**Exercise details:**
Gather each line of the entries below that includes "Frontend".

== == ==

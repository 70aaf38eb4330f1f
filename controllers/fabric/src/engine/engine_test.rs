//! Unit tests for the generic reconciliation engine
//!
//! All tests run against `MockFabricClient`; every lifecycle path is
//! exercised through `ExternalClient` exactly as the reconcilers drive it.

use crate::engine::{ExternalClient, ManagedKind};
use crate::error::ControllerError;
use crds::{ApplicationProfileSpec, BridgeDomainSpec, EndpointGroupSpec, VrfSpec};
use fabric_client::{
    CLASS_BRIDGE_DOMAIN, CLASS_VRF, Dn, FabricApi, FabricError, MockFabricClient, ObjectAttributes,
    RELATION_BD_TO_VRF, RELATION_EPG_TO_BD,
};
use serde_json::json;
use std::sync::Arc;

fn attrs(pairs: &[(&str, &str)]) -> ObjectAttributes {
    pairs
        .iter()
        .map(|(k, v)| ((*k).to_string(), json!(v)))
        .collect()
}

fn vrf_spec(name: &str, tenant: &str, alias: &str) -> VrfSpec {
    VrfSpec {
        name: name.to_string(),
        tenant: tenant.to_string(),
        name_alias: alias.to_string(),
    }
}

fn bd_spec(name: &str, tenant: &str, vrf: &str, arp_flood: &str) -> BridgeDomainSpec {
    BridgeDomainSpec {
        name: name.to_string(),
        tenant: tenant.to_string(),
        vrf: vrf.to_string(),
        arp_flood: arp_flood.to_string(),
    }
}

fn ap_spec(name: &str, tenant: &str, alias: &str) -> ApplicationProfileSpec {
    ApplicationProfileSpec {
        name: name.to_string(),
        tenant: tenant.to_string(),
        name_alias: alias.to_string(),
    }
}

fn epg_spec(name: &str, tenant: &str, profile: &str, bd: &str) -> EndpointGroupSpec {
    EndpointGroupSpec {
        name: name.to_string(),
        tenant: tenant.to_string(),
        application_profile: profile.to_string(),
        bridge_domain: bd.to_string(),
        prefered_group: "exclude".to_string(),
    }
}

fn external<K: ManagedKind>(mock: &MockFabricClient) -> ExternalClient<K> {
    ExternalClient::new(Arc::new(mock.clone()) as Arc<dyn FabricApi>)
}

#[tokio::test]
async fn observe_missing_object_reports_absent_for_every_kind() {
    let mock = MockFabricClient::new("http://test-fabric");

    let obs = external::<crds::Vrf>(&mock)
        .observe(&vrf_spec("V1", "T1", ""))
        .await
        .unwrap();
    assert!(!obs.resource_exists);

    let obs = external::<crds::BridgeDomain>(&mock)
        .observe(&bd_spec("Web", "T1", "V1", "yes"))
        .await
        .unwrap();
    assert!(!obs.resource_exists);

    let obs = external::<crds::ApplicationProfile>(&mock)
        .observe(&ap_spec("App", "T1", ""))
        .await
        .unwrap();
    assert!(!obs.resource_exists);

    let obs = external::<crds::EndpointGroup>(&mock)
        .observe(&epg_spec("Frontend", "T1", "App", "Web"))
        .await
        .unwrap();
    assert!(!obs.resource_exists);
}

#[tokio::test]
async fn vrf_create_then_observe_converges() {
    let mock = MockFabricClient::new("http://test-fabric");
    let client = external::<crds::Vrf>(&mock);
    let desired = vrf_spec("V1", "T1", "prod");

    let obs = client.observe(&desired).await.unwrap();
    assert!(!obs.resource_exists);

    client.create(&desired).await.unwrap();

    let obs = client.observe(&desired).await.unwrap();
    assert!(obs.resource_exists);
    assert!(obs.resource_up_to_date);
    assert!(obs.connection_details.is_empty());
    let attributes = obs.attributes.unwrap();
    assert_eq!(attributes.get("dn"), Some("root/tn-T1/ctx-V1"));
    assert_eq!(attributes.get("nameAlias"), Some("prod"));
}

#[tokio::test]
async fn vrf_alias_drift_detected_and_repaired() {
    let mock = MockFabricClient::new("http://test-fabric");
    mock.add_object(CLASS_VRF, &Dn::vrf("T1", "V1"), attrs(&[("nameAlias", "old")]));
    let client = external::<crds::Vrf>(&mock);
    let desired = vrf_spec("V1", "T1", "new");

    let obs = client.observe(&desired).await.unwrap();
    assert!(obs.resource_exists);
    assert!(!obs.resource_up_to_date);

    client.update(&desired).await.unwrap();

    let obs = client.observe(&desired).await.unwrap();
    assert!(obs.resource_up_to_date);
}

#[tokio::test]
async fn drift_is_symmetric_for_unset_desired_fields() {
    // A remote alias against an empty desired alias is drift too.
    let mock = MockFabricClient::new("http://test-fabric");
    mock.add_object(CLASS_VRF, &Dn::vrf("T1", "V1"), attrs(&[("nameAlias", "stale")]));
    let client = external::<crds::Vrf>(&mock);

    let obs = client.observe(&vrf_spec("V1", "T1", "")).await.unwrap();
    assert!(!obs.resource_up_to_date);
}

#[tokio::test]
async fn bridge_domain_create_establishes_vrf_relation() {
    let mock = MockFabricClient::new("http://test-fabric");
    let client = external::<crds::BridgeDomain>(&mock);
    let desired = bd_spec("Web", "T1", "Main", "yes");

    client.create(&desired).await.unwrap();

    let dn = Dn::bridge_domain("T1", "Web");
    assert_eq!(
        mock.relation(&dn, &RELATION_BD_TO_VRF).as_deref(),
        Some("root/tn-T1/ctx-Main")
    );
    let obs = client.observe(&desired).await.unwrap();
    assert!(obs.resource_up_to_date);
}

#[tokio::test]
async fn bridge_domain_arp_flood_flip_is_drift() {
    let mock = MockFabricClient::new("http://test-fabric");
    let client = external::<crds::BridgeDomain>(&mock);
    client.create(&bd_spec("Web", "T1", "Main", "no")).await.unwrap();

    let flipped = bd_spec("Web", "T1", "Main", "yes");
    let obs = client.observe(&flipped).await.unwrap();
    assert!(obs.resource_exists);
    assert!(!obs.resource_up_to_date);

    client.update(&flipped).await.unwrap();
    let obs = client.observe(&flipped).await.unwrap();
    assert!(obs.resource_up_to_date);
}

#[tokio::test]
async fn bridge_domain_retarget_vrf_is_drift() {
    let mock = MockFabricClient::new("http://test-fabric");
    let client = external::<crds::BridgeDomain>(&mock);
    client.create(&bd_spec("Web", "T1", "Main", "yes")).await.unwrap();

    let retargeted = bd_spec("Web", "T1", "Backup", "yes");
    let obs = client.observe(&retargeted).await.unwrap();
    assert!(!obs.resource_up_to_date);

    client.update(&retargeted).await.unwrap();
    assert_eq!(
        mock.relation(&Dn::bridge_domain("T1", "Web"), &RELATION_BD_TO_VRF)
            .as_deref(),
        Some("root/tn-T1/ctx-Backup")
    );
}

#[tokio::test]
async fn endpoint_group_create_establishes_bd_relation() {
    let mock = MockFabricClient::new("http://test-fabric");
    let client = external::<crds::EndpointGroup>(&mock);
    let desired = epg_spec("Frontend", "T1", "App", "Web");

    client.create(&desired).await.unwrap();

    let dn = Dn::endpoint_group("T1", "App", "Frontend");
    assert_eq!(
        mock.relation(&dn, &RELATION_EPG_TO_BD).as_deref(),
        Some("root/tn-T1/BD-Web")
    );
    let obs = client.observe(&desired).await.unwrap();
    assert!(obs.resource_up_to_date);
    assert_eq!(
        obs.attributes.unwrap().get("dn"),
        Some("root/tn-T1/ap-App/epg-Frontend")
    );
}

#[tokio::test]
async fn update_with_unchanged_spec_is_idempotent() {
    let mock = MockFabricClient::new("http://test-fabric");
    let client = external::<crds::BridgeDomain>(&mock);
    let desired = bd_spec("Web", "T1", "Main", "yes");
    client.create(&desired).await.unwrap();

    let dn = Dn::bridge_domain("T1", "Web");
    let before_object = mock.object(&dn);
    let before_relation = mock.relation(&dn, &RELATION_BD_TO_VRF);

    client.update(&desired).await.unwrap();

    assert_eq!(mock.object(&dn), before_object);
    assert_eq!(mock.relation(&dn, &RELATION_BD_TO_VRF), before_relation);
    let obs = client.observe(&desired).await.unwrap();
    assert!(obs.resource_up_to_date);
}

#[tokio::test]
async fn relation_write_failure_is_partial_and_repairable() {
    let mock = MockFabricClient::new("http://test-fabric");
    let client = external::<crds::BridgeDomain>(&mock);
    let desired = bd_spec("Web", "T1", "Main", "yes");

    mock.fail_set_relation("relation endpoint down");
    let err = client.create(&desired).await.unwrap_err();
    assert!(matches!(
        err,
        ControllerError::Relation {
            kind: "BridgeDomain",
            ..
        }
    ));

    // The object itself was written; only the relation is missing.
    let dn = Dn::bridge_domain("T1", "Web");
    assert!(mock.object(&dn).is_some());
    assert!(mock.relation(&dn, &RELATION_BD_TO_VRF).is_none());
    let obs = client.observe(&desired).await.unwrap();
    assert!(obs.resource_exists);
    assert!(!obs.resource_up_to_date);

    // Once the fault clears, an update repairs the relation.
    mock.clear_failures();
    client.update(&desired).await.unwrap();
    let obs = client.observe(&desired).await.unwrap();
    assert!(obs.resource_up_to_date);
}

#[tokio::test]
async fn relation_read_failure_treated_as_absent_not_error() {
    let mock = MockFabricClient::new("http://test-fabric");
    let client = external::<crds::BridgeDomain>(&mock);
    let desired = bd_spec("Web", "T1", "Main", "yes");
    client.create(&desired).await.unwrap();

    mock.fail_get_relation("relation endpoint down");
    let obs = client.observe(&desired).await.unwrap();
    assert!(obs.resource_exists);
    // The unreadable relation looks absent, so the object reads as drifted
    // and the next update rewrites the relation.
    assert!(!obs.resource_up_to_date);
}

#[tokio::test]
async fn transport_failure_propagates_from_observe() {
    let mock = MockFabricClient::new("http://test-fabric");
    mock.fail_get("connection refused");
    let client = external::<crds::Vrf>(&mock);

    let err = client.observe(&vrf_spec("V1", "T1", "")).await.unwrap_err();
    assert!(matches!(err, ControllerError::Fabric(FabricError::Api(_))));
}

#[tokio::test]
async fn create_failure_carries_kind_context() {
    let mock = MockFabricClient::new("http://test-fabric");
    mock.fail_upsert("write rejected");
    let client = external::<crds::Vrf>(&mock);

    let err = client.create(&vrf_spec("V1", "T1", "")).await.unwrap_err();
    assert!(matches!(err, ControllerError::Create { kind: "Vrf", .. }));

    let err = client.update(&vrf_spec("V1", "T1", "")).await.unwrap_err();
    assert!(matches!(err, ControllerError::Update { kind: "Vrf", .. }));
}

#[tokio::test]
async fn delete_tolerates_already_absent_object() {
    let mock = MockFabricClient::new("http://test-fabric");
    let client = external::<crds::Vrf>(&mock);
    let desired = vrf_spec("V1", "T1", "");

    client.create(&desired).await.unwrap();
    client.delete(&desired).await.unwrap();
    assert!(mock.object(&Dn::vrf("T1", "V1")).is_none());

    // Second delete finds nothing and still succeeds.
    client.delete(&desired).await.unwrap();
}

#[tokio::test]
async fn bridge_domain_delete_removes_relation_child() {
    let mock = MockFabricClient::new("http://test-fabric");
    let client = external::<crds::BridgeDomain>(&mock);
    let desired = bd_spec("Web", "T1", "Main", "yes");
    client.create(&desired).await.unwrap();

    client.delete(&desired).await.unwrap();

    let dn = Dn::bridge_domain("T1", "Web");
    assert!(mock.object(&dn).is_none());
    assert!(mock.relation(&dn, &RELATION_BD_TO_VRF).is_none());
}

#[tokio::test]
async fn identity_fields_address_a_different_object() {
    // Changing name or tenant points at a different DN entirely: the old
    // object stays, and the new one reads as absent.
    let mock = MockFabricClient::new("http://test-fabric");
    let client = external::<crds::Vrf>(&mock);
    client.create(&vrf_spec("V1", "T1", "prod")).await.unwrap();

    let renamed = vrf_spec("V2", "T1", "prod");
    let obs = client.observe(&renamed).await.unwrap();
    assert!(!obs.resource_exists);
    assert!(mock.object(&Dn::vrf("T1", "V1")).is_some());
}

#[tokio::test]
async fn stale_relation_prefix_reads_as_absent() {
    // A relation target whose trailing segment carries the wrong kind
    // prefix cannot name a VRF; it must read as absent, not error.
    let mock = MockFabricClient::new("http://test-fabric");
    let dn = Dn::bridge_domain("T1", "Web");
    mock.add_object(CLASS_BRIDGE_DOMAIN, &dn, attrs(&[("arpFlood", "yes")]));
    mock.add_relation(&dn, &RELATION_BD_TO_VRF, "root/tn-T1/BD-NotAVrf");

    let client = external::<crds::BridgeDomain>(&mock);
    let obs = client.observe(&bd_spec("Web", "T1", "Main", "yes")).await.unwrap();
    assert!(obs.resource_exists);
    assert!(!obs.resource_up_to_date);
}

== == ==

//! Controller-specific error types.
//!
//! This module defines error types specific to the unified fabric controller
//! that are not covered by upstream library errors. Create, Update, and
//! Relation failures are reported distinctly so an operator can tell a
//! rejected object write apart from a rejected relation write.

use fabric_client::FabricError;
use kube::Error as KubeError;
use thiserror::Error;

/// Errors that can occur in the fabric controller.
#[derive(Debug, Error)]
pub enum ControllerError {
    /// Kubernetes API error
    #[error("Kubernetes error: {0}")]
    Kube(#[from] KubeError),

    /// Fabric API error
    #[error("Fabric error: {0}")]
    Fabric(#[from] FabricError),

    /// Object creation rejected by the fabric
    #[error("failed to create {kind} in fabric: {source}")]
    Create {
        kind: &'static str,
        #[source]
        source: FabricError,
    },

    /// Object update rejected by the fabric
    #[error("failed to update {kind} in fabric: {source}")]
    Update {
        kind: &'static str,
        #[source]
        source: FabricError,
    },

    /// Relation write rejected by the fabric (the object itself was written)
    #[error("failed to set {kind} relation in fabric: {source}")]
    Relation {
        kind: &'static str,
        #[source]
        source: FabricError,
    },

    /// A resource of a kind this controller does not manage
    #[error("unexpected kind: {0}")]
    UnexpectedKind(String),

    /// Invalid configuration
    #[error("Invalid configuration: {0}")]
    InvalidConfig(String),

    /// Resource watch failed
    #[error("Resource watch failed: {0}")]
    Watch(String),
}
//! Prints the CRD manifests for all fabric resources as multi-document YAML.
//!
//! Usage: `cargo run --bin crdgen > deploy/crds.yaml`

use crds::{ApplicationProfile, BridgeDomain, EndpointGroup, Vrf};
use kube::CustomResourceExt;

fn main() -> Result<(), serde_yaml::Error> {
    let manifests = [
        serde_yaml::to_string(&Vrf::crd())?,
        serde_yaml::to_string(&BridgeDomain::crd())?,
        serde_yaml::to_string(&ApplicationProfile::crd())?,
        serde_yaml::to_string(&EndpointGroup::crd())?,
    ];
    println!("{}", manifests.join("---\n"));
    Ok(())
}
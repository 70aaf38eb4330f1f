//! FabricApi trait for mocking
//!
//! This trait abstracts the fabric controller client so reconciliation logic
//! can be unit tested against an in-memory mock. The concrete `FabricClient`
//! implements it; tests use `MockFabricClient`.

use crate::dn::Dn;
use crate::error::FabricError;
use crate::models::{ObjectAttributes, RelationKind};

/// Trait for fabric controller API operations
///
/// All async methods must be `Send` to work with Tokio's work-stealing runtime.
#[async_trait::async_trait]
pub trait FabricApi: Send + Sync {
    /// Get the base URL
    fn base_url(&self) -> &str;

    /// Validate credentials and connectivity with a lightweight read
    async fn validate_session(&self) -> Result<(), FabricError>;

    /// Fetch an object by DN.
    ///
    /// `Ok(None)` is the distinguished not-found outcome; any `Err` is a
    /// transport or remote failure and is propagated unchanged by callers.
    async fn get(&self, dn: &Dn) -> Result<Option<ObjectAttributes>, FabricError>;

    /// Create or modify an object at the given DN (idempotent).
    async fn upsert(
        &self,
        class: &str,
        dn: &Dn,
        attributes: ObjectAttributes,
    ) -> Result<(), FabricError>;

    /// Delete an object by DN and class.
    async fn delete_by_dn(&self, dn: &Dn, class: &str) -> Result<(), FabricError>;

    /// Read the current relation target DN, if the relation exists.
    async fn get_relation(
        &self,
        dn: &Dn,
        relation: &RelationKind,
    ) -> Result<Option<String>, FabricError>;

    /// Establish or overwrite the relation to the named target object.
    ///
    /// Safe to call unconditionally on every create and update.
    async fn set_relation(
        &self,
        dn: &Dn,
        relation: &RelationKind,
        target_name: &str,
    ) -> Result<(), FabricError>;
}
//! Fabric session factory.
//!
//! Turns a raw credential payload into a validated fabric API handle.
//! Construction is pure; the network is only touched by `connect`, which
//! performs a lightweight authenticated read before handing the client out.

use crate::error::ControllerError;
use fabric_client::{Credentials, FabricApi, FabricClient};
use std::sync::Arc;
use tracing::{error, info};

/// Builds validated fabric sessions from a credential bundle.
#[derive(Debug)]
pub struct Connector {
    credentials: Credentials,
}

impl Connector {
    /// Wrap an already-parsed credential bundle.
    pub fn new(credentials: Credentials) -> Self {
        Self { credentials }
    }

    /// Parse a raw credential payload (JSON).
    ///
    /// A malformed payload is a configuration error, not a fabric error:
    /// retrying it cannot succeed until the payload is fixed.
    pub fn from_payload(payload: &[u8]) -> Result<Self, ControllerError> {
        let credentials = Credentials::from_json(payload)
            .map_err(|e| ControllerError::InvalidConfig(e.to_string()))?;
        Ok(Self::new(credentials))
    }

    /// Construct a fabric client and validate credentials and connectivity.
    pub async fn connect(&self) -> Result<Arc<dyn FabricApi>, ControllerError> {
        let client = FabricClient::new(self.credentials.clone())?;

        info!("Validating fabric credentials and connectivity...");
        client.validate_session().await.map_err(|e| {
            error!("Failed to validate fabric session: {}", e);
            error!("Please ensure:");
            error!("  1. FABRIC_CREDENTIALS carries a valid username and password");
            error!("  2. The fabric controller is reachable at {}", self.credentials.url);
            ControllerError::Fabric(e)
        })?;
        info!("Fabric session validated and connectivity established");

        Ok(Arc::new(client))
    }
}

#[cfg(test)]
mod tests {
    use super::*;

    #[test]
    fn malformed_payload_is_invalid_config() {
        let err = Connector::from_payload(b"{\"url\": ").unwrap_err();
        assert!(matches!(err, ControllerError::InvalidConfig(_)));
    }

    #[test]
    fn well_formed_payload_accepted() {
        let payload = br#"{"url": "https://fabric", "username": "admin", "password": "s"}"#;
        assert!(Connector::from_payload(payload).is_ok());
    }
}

== == ==

**Reply to the exercise:**
        .observe(&epg_spec("Frontend", "T1", "App", "Web"))
    let desired = epg_spec("Frontend", "T1", "App", "Web");
    let dn = Dn::endpoint_group("T1", "App", "Frontend");
        Some("root/tn-T1/ap-App/epg-Frontend")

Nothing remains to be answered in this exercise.